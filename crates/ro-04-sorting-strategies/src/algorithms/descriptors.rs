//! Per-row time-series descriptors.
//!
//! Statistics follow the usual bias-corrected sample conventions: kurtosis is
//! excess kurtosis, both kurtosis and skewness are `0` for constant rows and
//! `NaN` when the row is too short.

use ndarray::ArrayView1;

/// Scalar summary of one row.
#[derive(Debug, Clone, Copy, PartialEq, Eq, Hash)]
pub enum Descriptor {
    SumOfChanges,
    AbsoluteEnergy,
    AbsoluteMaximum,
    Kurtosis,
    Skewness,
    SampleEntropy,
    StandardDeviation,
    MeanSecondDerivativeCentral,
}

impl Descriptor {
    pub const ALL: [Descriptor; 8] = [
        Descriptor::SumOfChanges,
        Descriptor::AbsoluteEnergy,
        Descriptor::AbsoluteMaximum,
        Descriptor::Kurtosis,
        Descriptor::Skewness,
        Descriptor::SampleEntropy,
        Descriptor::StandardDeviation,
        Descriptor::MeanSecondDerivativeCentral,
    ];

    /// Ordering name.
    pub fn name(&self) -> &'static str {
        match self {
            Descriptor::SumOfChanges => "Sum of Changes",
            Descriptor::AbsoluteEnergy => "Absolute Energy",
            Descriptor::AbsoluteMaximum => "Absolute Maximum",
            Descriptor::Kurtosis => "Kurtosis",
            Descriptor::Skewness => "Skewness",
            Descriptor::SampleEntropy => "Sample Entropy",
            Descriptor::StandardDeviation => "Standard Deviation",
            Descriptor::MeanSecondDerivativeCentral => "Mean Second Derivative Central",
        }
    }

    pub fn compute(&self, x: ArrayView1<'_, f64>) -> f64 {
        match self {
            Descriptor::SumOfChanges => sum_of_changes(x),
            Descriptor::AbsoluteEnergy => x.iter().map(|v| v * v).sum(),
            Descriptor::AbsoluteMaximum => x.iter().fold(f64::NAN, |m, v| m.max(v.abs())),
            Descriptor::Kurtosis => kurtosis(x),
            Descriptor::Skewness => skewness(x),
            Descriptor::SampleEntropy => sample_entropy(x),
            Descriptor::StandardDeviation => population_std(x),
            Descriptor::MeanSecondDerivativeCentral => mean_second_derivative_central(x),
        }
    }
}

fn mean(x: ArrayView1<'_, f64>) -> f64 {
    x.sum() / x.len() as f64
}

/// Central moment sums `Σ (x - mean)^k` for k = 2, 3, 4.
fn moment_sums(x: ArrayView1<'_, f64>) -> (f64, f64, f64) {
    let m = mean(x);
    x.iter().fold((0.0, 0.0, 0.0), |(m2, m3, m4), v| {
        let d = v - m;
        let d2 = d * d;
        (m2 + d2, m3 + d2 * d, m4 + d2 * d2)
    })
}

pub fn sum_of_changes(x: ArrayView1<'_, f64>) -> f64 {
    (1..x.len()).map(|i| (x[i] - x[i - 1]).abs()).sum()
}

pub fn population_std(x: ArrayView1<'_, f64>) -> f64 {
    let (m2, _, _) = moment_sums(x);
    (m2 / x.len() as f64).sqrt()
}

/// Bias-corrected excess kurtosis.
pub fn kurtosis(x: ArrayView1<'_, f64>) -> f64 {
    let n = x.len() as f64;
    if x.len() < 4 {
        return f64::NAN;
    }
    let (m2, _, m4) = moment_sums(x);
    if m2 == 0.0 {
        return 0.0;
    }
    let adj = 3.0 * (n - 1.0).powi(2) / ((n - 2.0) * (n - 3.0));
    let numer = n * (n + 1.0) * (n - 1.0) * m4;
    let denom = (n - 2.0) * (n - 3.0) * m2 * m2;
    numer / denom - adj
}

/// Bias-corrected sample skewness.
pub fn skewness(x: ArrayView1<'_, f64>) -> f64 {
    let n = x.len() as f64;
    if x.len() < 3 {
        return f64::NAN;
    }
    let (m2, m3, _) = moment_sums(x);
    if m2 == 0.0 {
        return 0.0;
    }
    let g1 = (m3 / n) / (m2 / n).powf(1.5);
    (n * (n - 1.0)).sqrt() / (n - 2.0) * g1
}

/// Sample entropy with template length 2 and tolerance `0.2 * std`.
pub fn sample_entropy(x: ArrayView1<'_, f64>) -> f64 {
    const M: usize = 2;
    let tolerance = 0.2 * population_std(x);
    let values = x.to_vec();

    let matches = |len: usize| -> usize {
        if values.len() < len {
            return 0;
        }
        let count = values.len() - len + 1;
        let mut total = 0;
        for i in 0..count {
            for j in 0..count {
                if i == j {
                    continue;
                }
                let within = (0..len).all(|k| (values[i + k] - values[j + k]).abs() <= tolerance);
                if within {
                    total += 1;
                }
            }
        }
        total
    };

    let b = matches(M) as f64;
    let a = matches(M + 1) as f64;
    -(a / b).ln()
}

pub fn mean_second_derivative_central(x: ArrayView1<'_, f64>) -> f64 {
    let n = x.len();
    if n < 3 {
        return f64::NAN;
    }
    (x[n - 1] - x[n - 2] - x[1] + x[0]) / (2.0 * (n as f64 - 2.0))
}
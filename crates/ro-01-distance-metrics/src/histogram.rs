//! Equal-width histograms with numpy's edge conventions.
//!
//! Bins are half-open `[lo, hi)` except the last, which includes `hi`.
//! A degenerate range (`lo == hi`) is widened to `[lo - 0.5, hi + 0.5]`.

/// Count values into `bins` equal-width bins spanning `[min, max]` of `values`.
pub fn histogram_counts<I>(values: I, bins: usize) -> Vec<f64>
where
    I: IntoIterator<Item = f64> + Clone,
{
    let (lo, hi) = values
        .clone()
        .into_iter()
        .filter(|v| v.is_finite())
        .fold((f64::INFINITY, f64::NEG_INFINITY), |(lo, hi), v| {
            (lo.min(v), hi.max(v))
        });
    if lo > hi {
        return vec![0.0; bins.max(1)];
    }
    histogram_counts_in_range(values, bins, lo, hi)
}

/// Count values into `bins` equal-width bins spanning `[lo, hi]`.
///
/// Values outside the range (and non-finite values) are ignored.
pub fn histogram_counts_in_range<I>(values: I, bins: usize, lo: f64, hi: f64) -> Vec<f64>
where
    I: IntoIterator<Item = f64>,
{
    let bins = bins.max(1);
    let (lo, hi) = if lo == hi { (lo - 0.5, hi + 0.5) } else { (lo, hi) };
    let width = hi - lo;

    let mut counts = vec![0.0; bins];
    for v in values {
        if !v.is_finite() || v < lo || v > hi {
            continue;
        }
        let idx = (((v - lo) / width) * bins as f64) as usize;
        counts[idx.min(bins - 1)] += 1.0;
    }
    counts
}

_____

Would you write out the full listing exactly as given?

:: RESPONSE FOR THIS EXERCISE ::
filename crates/ro-04-sorting-strategies/src/algorithms/descriptors.rs
//! Per-row time-series descriptors.
//!
//! Statistics follow the usual bias-corrected sample conventions: kurtosis is
//! excess kurtosis, both kurtosis and skewness are `0` for constant rows and
//! `NaN` when the row is too short.

use ndarray::ArrayView1;

/// Scalar summary of one row.
#[derive(Debug, Clone, Copy, PartialEq, Eq, Hash)]
pub enum Descriptor {
    SumOfChanges,
    AbsoluteEnergy,
    AbsoluteMaximum,
    Kurtosis,
    Skewness,
    SampleEntropy,
    StandardDeviation,
    MeanSecondDerivativeCentral,
}

impl Descriptor {
    pub const ALL: [Descriptor; 8] = [
        Descriptor::SumOfChanges,
        Descriptor::AbsoluteEnergy,
        Descriptor::AbsoluteMaximum,
        Descriptor::Kurtosis,
        Descriptor::Skewness,
        Descriptor::SampleEntropy,
        Descriptor::StandardDeviation,
        Descriptor::MeanSecondDerivativeCentral,
    ];

    /// Ordering name.
    pub fn name(&self) -> &'static str {
        match self {
            Descriptor::SumOfChanges => "Sum of Changes",
            Descriptor::AbsoluteEnergy => "Absolute Energy",
            Descriptor::AbsoluteMaximum => "Absolute Maximum",
            Descriptor::Kurtosis => "Kurtosis",
            Descriptor::Skewness => "Skewness",
            Descriptor::SampleEntropy => "Sample Entropy",
            Descriptor::StandardDeviation => "Standard Deviation",
            Descriptor::MeanSecondDerivativeCentral => "Mean Second Derivative Central",
        }
    }

    pub fn compute(&self, x: ArrayView1<'_, f64>) -> f64 {
        match self {
            Descriptor::SumOfChanges => sum_of_changes(x),
            Descriptor::AbsoluteEnergy => x.iter().map(|v| v * v).sum(),
            Descriptor::AbsoluteMaximum => x.iter().fold(f64::NAN, |m, v| m.max(v.abs())),
            Descriptor::Kurtosis => kurtosis(x),
            Descriptor::Skewness => skewness(x),
            Descriptor::SampleEntropy => sample_entropy(x),
            Descriptor::StandardDeviation => population_std(x),
            Descriptor::MeanSecondDerivativeCentral => mean_second_derivative_central(x),
        }
    }
}

fn mean(x: ArrayView1<'_, f64>) -> f64 {
    x.sum() / x.len() as f64
}

/// Central moment sums `Σ (x - mean)^k` for k = 2, 3, 4.
fn moment_sums(x: ArrayView1<'_, f64>) -> (f64, f64, f64) {
    let m = mean(x);
    x.iter().fold((0.0, 0.0, 0.0), |(m2, m3, m4), v| {
        let d = v - m;
        let d2 = d * d;
        (m2 + d2, m3 + d2 * d, m4 + d2 * d2)
    })
}

pub fn sum_of_changes(x: ArrayView1<'_, f64>) -> f64 {
    (1..x.len()).map(|i| (x[i] - x[i - 1]).abs()).sum()
}

pub fn population_std(x: ArrayView1<'_, f64>) -> f64 {
    let (m2, _, _) = moment_sums(x);
    (m2 / x.len() as f64).sqrt()
}

/// Bias-corrected excess kurtosis.
pub fn kurtosis(x: ArrayView1<'_, f64>) -> f64 {
    let n = x.len() as f64;
    if x.len() < 4 {
        return f64::NAN;
    }
    let (m2, _, m4) = moment_sums(x);
    if m2 == 0.0 {
        return 0.0;
    }
    let adj = 3.0 * (n - 1.0).powi(2) / ((n - 2.0) * (n - 3.0));
    let numer = n * (n + 1.0) * (n - 1.0) * m4;
    let denom = (n - 2.0) * (n - 3.0) * m2 * m2;
    numer / denom - adj
}

/// Bias-corrected sample skewness.
pub fn skewness(x: ArrayView1<'_, f64>) -> f64 {
    let n = x.len() as f64;
    if x.len() < 3 {
        return f64::NAN;
    }
    let (m2, m3, _) = moment_sums(x);
    if m2 == 0.0 {
        return 0.0;
    }
    let g1 = (m3 / n) / (m2 / n).powf(1.5);
    (n * (n - 1.0)).sqrt() / (n - 2.0) * g1
}

/// Sample entropy with template length 2 and tolerance `0.2 * std`.
pub fn sample_entropy(x: ArrayView1<'_, f64>) -> f64 {
    const M: usize = 2;
    let tolerance = 0.2 * population_std(x);
    let values = x.to_vec();

    let matches = |len: usize| -> usize {
        if values.len() < len {
            return 0;
        }
        let count = values.len() - len + 1;
        let mut total = 0;
        for i in 0..count {
            for j in 0..count {
                if i == j {
                    continue;
                }
                let within = (0..len).all(|k| (values[i + k] - values[j + k]).abs() <= tolerance);
                if within {
                    total += 1;
                }
            }
        }
        total
    };

    let b = matches(M) as f64;
    let a = matches(M + 1) as f64;
    -(a / b).ln()
}

pub fn mean_second_derivative_central(x: ArrayView1<'_, f64>) -> f64 {
    let n = x.len();
    if n < 3 {
        return f64::NAN;
    }
    (x[n - 1] - x[n - 2] - x[1] + x[0]) / (2.0 * (n as f64 - 2.0))
}
filename crates/ro-01-distance-metrics/src/histogram.rs
//! Equal-width histograms with numpy's edge conventions.
//!
//! Bins are half-open `[lo, hi)` except the last, which includes `hi`.
//! A degenerate range (`lo == hi`) is widened to `[lo - 0.5, hi + 0.5]`.

/// Count values into `bins` equal-width bins spanning `[min, max]` of `values`.
pub fn histogram_counts<I>(values: I, bins: usize) -> Vec<f64>
where
    I: IntoIterator<Item = f64> + Clone,
{
    let (lo, hi) = values
        .clone()
        .into_iter()
        .filter(|v| v.is_finite())
        .fold((f64::INFINITY, f64::NEG_INFINITY), |(lo, hi), v| {
            (lo.min(v), hi.max(v))
        });
    if lo > hi {
        return vec![0.0; bins.max(1)];
    }
    histogram_counts_in_range(values, bins, lo, hi)
}

/// Count values into `bins` equal-width bins spanning `[lo, hi]`.
///
/// Values outside the range (and non-finite values) are ignored.
pub fn histogram_counts_in_range<I>(values: I, bins: usize, lo: f64, hi: f64) -> Vec<f64>
where
    I: IntoIterator<Item = f64>,
{
    let bins = bins.max(1);
    let (lo, hi) = if lo == hi { (lo - 0.5, hi + 0.5) } else { (lo, hi) };
    let width = hi - lo;

    let mut counts = vec![0.0; bins];
    for v in values {
        if !v.is_finite() || v < lo || v > hi {
            continue;
        }
        let idx = (((v - lo) / width) * bins as f64) as usize;
        counts[idx.min(bins - 1)] += 1.0;
    }
    counts
}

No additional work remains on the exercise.